Does Language Outweigh Logic?

I knew that I wasn’t going to like Stanley Fish’s article the second he praised Catholic schools. It told me that his arguments were going to be just like most of these schools in style; outdated and full of arrogance. As I read, I felt that my early analysis was pretty accurate.

One of the quotes that really stuck out to me was when he said “You’re not going to be able to change the world if you are not equipped with the tools that speak to its present condition. You don’t strike a blow against a power structure by making yourself vulnerable to its prejudices.” One of the first things that came to my mind when I read that was Sojourner Truth’s speech entitles “Ain’t I a Woman”:

“That man over there says that women need to be helped into carriages, and lifted over ditches, and to have the best place everywhere. Nobody ever helps me into carriages, or over mud-puddles, or gives me any best place! And ain’t I a woman? Look at me! Look at my arm! I have ploughed and planted, and gathered into barns, and no man could head me! And ain’t I a woman? I could work as much and eat as much as a man – when I could get it – and bear the lash as well! And ain’t I a woman? I have borne thirteen children, and seen most all sold off to slavery, and when I cried out with my mother’s grief, none but Jesus heard me! And ain’t I a woman?”
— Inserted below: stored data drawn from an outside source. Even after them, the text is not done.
// crates/autonomy-core/src/result.rs
// ============================================================================
// Module: Pipeline Results
// Description: The terminal outcome of a single call through the Tool Execution Pipeline.
// Purpose: Summarize every phase C1-C9 touched for a call, for callers and audit.
// Dependencies: serde
// ============================================================================

//! The terminal outcome of a single call through the Tool Execution Pipeline.

use serde::Deserialize;
use serde::Serialize;
use serde_json::Value;

use crate::ids::RequestId;
use crate::ids::ToolName;
use crate::validation::ValidationResult;

/// Outcome of the approval phase (C4) for a call that required approval.
#[derive(Debug, Clone, Serialize, Deserialize)]
pub struct ApprovalOutcome {
    /// Approval request raised for this call.
    pub approval_id: crate::ids::ApprovalId,
    /// Final status reached.
    pub status: crate::approval::ApprovalStatus,
}

/// A single post-execution check result, shared by the Verifier (C5) and
/// Invariant Checker (C6).
#[derive(Debug, Clone, Serialize, Deserialize)]
pub struct CheckOutcome {
    /// Name of the check that ran.
    pub name: String,
    /// Whether the check passed.
    pub passed: bool,
    /// Whether a failure of this check should block further processing and
    /// trigger compensation.
    pub critical: bool,
    /// Detail explaining the result, populated on failure.
    pub detail: Option<String>,
}

/// Overall outcome of a [`CheckSetOutcome`], computed from its individual
/// [`CheckOutcome`]s.
#[derive(Debug, Clone, Copy, PartialEq, Eq, Serialize, Deserialize)]
#[serde(rename_all = "snake_case")]
pub enum CheckStatus {
    /// Every check passed (trivially true for an empty set).
    Passed,
    /// Every check failed.
    Failed,
    /// Some checks passed and some failed.
    Partial,
}

/// Aggregate result of running a set of [`CheckOutcome`]s (verification
/// post-conditions or invariants).
#[derive(Debug, Clone, Serialize, Deserialize)]
pub struct CheckSetOutcome {
    /// Individual check results, in evaluation order.
    pub checks: Vec<CheckOutcome>,
    /// Overall status computed from `checks`.
    pub status: CheckStatus,
}

impl CheckSetOutcome {
    /// Builds an outcome from individual checks, computing its overall
    /// status: passed iff every check passes, failed iff every check fails,
    /// partial otherwise.
    #[must_use]
    pub fn new(checks: Vec<CheckOutcome>) -> Self {
        let passed_count = checks.iter().filter(|check| check.passed).count();
        let status = if checks.is_empty() || passed_count == checks.len() {
            CheckStatus::Passed
        } else if passed_count == 0 {
            CheckStatus::Failed
        } else {
            CheckStatus::Partial
        };
        Self { checks, status }
    }

    /// Whether every check passed.
    #[must_use]
    pub fn all_passed(&self) -> bool {
        self.checks.iter().all(|check| check.passed)
    }

    /// Whether any failed check is marked critical.
    #[must_use]
    pub fn has_critical_failure(&self) -> bool {
        self.checks.iter().any(|check| !check.passed && check.critical)
    }
}

/// Outcome of the compensation phase (C7), present only when compensation
/// was attempted.
#[derive(Debug, Clone, Serialize, Deserialize)]
pub struct CompensationOutcome {
    /// Name of the compensation handler invoked, or the tool name when no
    /// handler was registered to invoke.
    pub handler_name: String,
    /// Whether a registered handler was actually invoked. `false` means no
    /// compensation handler exists for this tool.
    pub attempted: bool,
    /// Whether compensation completed successfully.
    pub succeeded: bool,
    /// Detail explaining the result, populated on failure.
    pub detail: Option<String>,
}

/// Terminal status of a call's run through the pipeline.
#[derive(Debug, Clone, Copy, PartialEq, Eq, Serialize, Deserialize)]
#[serde(rename_all = "snake_case")]
pub enum PipelineStatus {
    /// The call executed and passed all post-conditions and invariants.
    Succeeded,
    /// The call failed schema validation and never reached execution.
    RejectedByValidation,
    /// The call was denied or timed out at the approval gate.
    RejectedByApproval,
    /// Execution, verification, or invariant checking failed and
    /// compensation succeeded.
    FailedAndCompensated,
    /// Execution, verification, or invariant checking failed and
    /// compensation did not run or did not succeed.
    FailedUncompensated,
    /// The call was rejected before execution because the kernel is in
    /// safe mode and the tool has side effects.
    RejectedBySafeMode,
}

/// The full record of a call's journey through the Tool Execution Pipeline.
#[derive(Debug, Clone, Serialize, Deserialize)]
pub struct PipelineResult {
    /// Call this result is for.
    pub request_id: RequestId,
    /// Tool the call targeted.
    pub tool_name: ToolName,
    /// Terminal status reached.
    pub status: PipelineStatus,
    /// Outcome of schema validation for this call.
    pub validation: ValidationResult,
    /// Approval outcome, present iff the tool's risk class required it.
    pub approval: Option<ApprovalOutcome>,
    /// Return value of the action handler, present iff execution ran.
    pub execution_output: Option<Value>,
    /// Verification (post-condition) outcome, present iff execution ran.
    pub verification: Option<CheckSetOutcome>,
    /// Invariant check outcome, present iff execution ran.
    pub invariants: Option<CheckSetOutcome>,
    /// Compensation outcome, present iff compensation was attempted.
    pub compensation: Option<CompensationOutcome>,
    /// Wall-clock time spent inside the pipeline, end to end.
    pub duration_ms: u64,
    /// Human-readable failure summary, present iff `status` is not
    /// [`PipelineStatus::Succeeded`].
    pub error: Option<String>,
}

impl PipelineResult {
    /// Whether the pipeline ultimately succeeded.
    #[must_use]
    pub const fn succeeded(&self) -> bool {
        matches!(self.status, PipelineStatus::Succeeded)
    }
}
I really just love this speech and find it to be one of the most powerful speeches against the intersection of sexism and racism. Yet Sojourner doesn’t use “correct” English. She says “ain’t” repeatedly. However this speech was so popular that people today still know it, because it speaks the truth. Does a grammatical error take away from a logical argument? If you are Fish, it just might.

Can you think of any other examples of ways that people have used “incorrect” English to a political end?

Co-Presences in College

In the article “Living and Learning with New Media” there is a part where it talks about how teenagers often have to find ways around the restrictions placed upon the ways they can socialize. Some of the main ways that they do this is by socializing in places that generally aren’t sanctioned to socialize in and using technology to socialize. The article says “because these work-arounds and back channels take place in schools, homes, vehicles, and other contexts of young people’s everyday lives, teens become adept at maintaining a continuous presence, or co-presence, in multiple contexts.” What I found most interesting in this quote was the phrase “co-presence”. In terms of technology I couldn’t help but think that this phrase meant that you might have one presence in the real world and another presence online. If that was what that meant then teenagers and young people today have tons of presences. For example, I might be present in class but also texting in my group chat of best friends from home and snapchatting a person in another state and posting a picture onto facebook that all thousand something of my facebook friends can see. As technology has developed so that all my social media needs are in one place (my phone), having a continuous co-presence is the easiest thing in the world. As a college student there are much less restrictions on hanging out with friends but there are still some that exist; not having the same schedules, not going to the same schools and things like that, so these work-arounds and back channels become the only way to keep in touch with people that are impossible to see for reasons other than our parents telling us we can’t go out.

Parental censorship in reading

When I was reading the article about the Amish family for this week’s readings, I was very interested in the length the mother went to in order to find appropriate reading material for her children. She would only buy books from certain trusted stores and if she saw books anywhere else she would research them before bringing them into her house. And since reading is primarily a communal thing in their family, it is easy for the parents to control what their children read.

In my house, reading was primarily a private thing. Reading was what you did when you didn’t want to see or talk to other people. Reading was for alone time. I have an older brother so we had books in my house that were for kids a little older than me. If had run out of things to read I would go and look at our book shelf which had my books, my brother’s books and my dad’s books all mixed together. Only one time did my mother tell me that I wasn’t allowed to read a book, but it was too easy to sneak it so I read it anyway. I hadn’t been allowed to read it because it was about a high school freshman boy and his girlfriend and basically their budding sexuality. I was in about third or fourth grade and just thought the whole thing was weird. My mom found the book hidden under my bed but laughed instead of punishing me.

My experience with parental guidance from reading was the total opposite of this Amish family’s. There were all sorts of books in my house and once I started reading by myself pretty much anything was fair game whether my parents knew it or not. Because of this I was definitely exposed to things earlier than a lot of my friends who didn’t read as much as I did, some of which was good and some of which was bad. Do any of you guys have memories about being told not to read something or having your parents discouraging you from reading things that were meant for older kids? I’m thinking about at what point reading at the highest reading level is good and at what point parents really do need to be careful about what their kids read.